• [Work instruction]:
Every line below that has the string "memory" needs to be copied.
-- Opening Marker --
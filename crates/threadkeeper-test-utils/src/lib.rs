// SPDX-FileCopyrightText: 2026 Threadkeeper Contributors
// SPDX-License-Identifier: MIT OR Apache-2.0

//! Test utilities for Threadkeeper integration tests.
//!
//! Provides an in-memory chat platform and a harness wiring it to the
//! workflow, for fast deterministic tests without a Discord connection.
//!
//! # Components
//!
//! - [`MockPlatform`] - In-memory guild with channels, threads, messages and
//!   reactions, a call log and per-operation failure injection
//! - [`TestHarness`] - Monitored and completion channels plus a ready
//!   [`threadkeeper_workflow::Workflow`]

pub mod harness;
pub mod mock_platform;

pub use harness::{TestHarness, TestHarnessBuilder};
pub use mock_platform::{human, Call, MockPlatform, Operation};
-- Closing Marker --
• [Problem solution]:
//! Provides an in-memory chat platform and a harness wiring it to the
//! - [`MockPlatform`] - In-memory guild with channels, threads, messages and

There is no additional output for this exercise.